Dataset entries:
# # # #

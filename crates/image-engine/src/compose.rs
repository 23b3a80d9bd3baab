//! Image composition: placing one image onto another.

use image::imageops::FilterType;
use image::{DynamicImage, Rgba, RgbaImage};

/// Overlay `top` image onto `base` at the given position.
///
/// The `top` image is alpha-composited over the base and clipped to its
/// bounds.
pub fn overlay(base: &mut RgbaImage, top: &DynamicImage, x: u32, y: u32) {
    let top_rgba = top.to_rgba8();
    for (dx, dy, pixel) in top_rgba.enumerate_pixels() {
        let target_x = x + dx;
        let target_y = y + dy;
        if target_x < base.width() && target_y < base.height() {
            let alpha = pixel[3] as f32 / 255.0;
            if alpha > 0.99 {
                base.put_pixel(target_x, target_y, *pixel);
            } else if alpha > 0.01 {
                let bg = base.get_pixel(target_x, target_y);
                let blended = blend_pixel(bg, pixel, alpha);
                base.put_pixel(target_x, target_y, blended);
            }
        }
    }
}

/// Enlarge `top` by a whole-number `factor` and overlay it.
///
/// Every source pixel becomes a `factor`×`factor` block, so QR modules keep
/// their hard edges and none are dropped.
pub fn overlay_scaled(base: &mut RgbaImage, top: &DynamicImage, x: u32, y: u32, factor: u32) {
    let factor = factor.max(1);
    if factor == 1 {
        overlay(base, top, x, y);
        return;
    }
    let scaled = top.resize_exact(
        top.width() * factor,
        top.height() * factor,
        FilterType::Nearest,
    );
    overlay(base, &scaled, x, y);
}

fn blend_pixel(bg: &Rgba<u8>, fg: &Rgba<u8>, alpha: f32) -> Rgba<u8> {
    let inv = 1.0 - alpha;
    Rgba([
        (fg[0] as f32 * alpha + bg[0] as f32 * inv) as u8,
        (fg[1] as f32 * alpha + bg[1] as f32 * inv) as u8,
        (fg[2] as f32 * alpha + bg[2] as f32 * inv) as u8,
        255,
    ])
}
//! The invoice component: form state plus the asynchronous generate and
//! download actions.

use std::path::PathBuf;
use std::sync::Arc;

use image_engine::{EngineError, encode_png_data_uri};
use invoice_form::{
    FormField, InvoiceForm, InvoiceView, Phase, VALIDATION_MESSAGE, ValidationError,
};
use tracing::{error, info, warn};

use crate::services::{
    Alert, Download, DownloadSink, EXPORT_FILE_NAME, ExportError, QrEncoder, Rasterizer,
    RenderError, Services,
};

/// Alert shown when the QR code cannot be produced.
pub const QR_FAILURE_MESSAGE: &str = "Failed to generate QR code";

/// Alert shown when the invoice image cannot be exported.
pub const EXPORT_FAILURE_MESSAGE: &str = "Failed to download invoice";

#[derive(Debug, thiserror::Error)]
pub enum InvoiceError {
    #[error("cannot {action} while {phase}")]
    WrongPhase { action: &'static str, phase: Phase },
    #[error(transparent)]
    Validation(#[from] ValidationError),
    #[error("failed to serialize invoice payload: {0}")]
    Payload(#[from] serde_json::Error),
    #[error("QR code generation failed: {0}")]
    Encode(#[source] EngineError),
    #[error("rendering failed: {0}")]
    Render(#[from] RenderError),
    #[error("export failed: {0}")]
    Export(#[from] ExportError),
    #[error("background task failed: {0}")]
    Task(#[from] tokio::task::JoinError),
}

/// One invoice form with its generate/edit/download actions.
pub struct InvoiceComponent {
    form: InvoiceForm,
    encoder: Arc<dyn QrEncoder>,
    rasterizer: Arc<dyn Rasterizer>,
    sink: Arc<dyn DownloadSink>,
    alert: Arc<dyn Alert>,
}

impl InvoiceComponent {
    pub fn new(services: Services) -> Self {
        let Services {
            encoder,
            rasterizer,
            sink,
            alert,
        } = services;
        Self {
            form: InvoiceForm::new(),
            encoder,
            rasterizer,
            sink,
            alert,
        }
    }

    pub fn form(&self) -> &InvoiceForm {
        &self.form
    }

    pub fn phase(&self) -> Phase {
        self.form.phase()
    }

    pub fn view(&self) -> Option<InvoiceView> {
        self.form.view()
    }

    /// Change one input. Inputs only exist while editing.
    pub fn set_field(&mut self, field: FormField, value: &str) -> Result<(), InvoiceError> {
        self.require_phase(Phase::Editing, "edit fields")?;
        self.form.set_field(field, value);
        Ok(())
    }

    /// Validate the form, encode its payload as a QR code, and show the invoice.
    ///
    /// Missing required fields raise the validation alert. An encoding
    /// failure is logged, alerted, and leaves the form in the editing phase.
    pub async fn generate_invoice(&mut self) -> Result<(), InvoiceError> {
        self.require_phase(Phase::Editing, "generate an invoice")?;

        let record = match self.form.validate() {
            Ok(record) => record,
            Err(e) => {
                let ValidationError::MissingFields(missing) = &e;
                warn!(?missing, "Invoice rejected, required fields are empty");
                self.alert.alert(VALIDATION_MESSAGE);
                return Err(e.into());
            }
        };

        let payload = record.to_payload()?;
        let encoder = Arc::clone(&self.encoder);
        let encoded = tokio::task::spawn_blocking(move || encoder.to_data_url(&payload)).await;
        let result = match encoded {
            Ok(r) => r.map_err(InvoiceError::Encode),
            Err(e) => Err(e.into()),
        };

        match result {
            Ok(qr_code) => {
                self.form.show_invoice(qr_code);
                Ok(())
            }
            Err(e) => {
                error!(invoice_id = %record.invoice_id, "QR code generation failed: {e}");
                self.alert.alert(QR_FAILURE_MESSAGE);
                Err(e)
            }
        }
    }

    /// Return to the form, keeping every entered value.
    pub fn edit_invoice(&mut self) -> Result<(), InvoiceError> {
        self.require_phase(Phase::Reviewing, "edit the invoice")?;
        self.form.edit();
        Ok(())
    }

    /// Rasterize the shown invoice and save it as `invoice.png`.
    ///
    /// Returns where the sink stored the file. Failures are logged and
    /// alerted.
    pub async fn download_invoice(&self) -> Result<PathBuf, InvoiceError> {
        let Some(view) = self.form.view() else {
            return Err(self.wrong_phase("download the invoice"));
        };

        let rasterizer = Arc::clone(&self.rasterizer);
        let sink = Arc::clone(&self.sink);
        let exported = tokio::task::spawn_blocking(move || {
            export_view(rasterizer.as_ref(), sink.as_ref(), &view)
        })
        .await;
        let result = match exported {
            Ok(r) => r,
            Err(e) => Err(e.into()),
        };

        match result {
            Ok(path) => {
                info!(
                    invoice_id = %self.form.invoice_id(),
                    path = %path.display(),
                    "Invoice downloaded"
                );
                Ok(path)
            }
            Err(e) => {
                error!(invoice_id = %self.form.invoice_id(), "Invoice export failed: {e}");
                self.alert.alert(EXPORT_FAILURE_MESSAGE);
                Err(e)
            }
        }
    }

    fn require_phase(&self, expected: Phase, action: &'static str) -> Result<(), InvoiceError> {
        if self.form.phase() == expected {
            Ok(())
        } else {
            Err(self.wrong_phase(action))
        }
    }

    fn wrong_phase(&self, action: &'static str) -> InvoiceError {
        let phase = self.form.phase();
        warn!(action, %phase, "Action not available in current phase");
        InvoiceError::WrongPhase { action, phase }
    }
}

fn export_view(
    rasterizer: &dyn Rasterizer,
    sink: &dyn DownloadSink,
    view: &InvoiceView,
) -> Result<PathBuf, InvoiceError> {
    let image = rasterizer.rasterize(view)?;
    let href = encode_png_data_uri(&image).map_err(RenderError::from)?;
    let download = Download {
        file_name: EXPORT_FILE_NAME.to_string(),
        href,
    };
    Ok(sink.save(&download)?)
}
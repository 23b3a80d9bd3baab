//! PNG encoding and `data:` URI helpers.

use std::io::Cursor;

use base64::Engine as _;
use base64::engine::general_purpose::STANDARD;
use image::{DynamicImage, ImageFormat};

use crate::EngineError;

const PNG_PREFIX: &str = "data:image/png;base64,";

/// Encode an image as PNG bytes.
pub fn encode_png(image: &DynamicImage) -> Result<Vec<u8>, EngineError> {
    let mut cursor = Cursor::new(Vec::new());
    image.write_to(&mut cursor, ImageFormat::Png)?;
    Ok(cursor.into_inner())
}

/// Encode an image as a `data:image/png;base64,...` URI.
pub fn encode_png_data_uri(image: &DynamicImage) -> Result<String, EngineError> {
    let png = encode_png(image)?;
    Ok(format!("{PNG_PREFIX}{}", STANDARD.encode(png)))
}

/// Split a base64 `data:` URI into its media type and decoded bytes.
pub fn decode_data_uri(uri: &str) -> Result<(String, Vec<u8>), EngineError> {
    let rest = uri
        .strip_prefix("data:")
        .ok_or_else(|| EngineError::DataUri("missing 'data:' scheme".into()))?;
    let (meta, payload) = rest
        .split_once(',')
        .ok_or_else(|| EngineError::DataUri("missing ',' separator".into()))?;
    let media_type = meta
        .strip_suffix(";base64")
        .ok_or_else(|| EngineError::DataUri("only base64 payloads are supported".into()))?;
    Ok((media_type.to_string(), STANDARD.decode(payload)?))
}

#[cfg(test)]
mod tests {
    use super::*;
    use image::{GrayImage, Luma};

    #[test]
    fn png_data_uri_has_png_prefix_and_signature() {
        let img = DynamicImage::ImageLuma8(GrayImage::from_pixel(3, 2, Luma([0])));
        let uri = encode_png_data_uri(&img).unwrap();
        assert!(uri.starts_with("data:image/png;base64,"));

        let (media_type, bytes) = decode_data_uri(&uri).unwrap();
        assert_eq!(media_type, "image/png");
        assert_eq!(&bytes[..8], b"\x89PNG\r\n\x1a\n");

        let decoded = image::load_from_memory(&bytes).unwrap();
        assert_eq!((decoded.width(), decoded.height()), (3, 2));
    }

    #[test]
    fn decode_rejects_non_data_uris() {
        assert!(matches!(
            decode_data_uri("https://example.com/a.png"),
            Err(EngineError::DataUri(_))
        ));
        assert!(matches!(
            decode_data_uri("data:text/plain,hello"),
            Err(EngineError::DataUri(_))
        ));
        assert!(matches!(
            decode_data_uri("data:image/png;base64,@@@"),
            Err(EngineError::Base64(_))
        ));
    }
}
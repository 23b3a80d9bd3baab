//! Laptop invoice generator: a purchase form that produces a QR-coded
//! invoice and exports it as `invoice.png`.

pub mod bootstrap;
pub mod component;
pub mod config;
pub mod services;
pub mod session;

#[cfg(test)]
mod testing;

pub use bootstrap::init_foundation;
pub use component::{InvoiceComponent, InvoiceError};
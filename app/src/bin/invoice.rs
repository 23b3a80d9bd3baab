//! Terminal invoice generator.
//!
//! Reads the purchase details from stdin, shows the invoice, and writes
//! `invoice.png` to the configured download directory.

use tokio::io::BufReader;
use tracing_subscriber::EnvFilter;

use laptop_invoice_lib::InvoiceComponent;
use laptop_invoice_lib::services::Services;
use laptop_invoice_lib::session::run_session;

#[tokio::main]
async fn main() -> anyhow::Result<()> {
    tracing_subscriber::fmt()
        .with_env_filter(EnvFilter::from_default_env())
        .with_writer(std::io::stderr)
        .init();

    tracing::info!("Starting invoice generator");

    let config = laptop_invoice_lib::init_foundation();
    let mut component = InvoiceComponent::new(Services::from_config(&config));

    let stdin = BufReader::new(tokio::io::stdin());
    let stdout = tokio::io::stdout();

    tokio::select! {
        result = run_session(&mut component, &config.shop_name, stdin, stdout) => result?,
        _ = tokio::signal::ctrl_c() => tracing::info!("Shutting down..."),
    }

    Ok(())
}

# # # #

- [Work to be completed] Scan the data above and report each line in which "actions" is present.

- [Solution to the exercise]
//! download actions.
/// One invoice form with its generate/edit/download actions.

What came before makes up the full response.